Yates County leaders and organizations in the Seneca and Keuka Lake watersheds are taking action to ensure clean water to area residents.

The Yates County Legislature unanimously approved a resolution at their June 11 meeting supporting an application for a grant to help pay for a consultant to conduct a county-wide water infrastructure study.  The proposed cost for such a study is not to exceed $4,500, and Yates County will fund half the cost with other participating municipalities contributing the other 50 percent.

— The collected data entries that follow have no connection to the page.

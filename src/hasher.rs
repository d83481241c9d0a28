//! Hashing capabilities consumed by the accumulator and the withdrawal builder.
//!
//! `H(a, b)` builds accumulator nodes; `P([x1..xk])` builds commitments and
//! nullifier hashes. Both are injected through [`Hasher`] so tests can swap in a
//! cheap deterministic stub.

use anchor_lang::prelude::Pubkey;
use anchor_lang::solana_program::keccak;
use ark_ff::PrimeField;
use light_poseidon::{Poseidon, PoseidonHasher as _};

use crate::constants::{MAX_POSEIDON_INPUTS, WITHDRAWAL_CONTEXT_DOMAIN};
use crate::error::{PoolError, Result};
use crate::field::Fr;

pub trait Hasher: Send + Sync {
    /// Two-to-one node hash `H(left, right)`.
    fn hash_pair(&self, left: &Fr, right: &Fr) -> Result<Fr>;

    /// Variadic hash `P(inputs)` over a short tuple.
    fn hash(&self, inputs: &[Fr]) -> Result<Fr>;
}

/// Circom-compatible Poseidon over BN254 (same parameters as circomlib and the
/// Solana poseidon syscall).
#[derive(Debug, Default, Clone, Copy)]
pub struct PoseidonHasher;

impl Hasher for PoseidonHasher {
    fn hash_pair(&self, left: &Fr, right: &Fr) -> Result<Fr> {
        self.hash(&[*left, *right])
    }

    fn hash(&self, inputs: &[Fr]) -> Result<Fr> {
        if inputs.is_empty() || inputs.len() > MAX_POSEIDON_INPUTS {
            return Err(PoolError::invalid(format!(
                "poseidon arity {} outside 1..={MAX_POSEIDON_INPUTS}",
                inputs.len()
            )));
        }
        let mut poseidon = Poseidon::<Fr>::new_circom(inputs.len())
            .map_err(|e| PoolError::invalid(format!("poseidon init: {e}")))?;
        poseidon
            .hash(inputs)
            .map_err(|e| PoolError::invalid(format!("poseidon hash: {e}")))
    }
}

// ─── Protocol derivations ───

/// `P([nullifier, secret])`
pub fn precommitment<H: Hasher + ?Sized>(hasher: &H, nullifier: &Fr, secret: &Fr) -> Result<Fr> {
    hasher.hash(&[*nullifier, *secret])
}

/// `P([value, label, precommitment])`
pub fn commitment_hash<H: Hasher + ?Sized>(
    hasher: &H,
    value: u64,
    label: &Fr,
    precommitment: &Fr,
) -> Result<Fr> {
    hasher.hash(&[Fr::from(value), *label, *precommitment])
}

/// `P([nullifier])`, published when the commitment is spent.
pub fn nullifier_hash<H: Hasher + ?Sized>(hasher: &H, nullifier: &Fr) -> Result<Fr> {
    hasher.hash(&[*nullifier])
}

/// Keccak-256 digest read as a little-endian integer and reduced mod r.
fn keccak_to_field(parts: &[&[u8]]) -> Fr {
    Fr::from_le_bytes_mod_order(&keccak::hashv(parts).to_bytes())
}

/// Label for the `nonce`-th deposit in a pool: `keccak256(scope || nonce_le) mod r`.
pub fn compute_label(scope: &[u8; 32], nonce: u64) -> Fr {
    keccak_to_field(&[scope.as_slice(), nonce.to_le_bytes().as_slice()])
}

/// Binds a proof to one withdrawal request so it cannot be replayed against another.
/// Must agree with the context the on-chain `withdraw` handler derives.
pub fn compute_context(processooor: &Pubkey, data: &[u8], scope: &[u8; 32]) -> Fr {
    keccak_to_field(&[WITHDRAWAL_CONTEXT_DOMAIN, processooor.as_ref(), data, scope.as_slice()])
}
use anchor_lang::prelude::*;

use crate::constants::{FIELD_BYTES, ROOT_HISTORY_SIZE};
use crate::error::Result;
use crate::field::{field_from_be_bytes, Fr};
use crate::zk_verifier::solana_verifier::encode_public_signal;

/// Recent state roots a withdrawal may be proven against.
///
/// Roots are kept in the verifier's big-endian signal encoding, oldest first.
#[derive(AnchorSerialize, AnchorDeserialize, Clone, Debug, Default, PartialEq, Eq)]
pub struct RootHistory {
    pub roots: Vec<[u8; 32]>,
}

impl RootHistory {
    pub const SIZE: usize = 4 + (ROOT_HISTORY_SIZE * FIELD_BYTES);

    pub fn new() -> Self {
        Self::default()
    }

    pub fn insert_root(&mut self, root: &Fr) {
        let encoded = encode_public_signal(root);
        if !self.roots.contains(&encoded) {
            if self.roots.len() >= ROOT_HISTORY_SIZE {
                self.roots.remove(0); // drop oldest
            }
            self.roots.push(encoded);
        }
    }

    pub fn contains_root(&self, root: &Fr) -> bool {
        self.roots.contains(&encode_public_signal(root))
    }

    pub fn latest(&self) -> Result<Option<Fr>> {
        self.roots.last().map(field_from_be_bytes).transpose()
    }

    pub fn len(&self) -> usize {
        self.roots.len()
    }

    pub fn is_empty(&self) -> bool {
        self.roots.is_empty()
    }
}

So far, participating municipalities are Penn Yan, Jerusalem, Milo, Dundee, and Starkey with the possible involvement of Torrey and Dresden. Portions of Jerusalem, Milo, Benton, Dresden, Torrey and the Steuben County Town of Pulteney’s water supply comes from Keuka Lake through the Penn Yan Village Water Plant. Milo also operates a water system in Himrod. Dundee’s village water supply is from wells, and a portion of Benton receives water from the Town of Geneva in Ontario County. 

During the public comment portion of the meeting, Town of Torrey councilman Grant Downs reported that the executive committees of a group of organizations including the Seneca Lake Watershed Intermunicipal Organization, Seneca Lake Pure Waters Association, Keuka Lake Association, and Keuka Watershed Improvement Cooperative will apply for a grant to establish a Nine-Element Watershed Plan for the Keuka and Seneca Lake watersheds. Since the entire Keuka Lake watershed is included in the Seneca Lake watershed, such a plan could cover both lakes.

Yates County Legislators had been prepared to vote on a resolution to submit a Consolidated Funding Application for a grant for the same plan, but the resolution was withdrawn. The Town of Geneva will be the lead agency for the grant application.

Other business on the legislature’s agenda June 11:

• RECOGNITION: Legislators passed resolutions recognizing Eleanor Parker for her more than 50 years of volunteer service to the Yates County Community, the Penn Yan Boys Varsity Lacrosse team for competing in the New York State Class D Championship game, and County Administrator Robert Lawton, who is leaving Yates County to take a city manager position in California. District II Legislator Timothy Dennis, who was chairman when the county hired Lawton, thanked him for his contributions to the county, noting the establishment of the legislature’s value statements. Lawton praised the county employees, department heads and legislators, saying, “I have never worked with a better-informed, better engaged legislature.” He also said, “There isn’t a single department head who wouldn’t be a star in any other jurisdiction.”

• HIRING: Legislators approved hiring a Deputy Sheriff, with Elden Morrison and Terry Button voting no, at an hourly salary of $22.95. This individual will fill a vacancy created by a resignation. The legislators unanimously approved the creation and filling of a temporary typist position in the Sheriff’s Office due to a family medical leave of absence. They also unanimously agreed to create and fill a full time correction officer/court security position. Funding for the position will come from state office of Court Administration.

• ADMINISTRATOR: The legislature also unanimously adopted a resolution authorizing Chairman Douglas Paddock to have the powers and duties of the administrator while the position is vacant. The legislature has established a County Administrator Task Force charged with planning the direction for the county to take after Lawton leaves the post later this month.

• CAPITAL PROJECT
FUND: Legislators unanimously agreed to allocate $1 million of unassigned fund balance to a Building Improvement and Construction Capital Project Fund. They also unanimously agreed to transfer $500,000 of unassigned fund balance to a tax stabilization fund to be used to help offset a potential tax levy increase in the future.

• YATES TRANSIT: Arc of Yates Chief Operating Officer Mary Mansfield presented a  quarterly report about the Yates Transit Service. She said the service has seen a 40 percent increase in ridership after some changes in routes were made.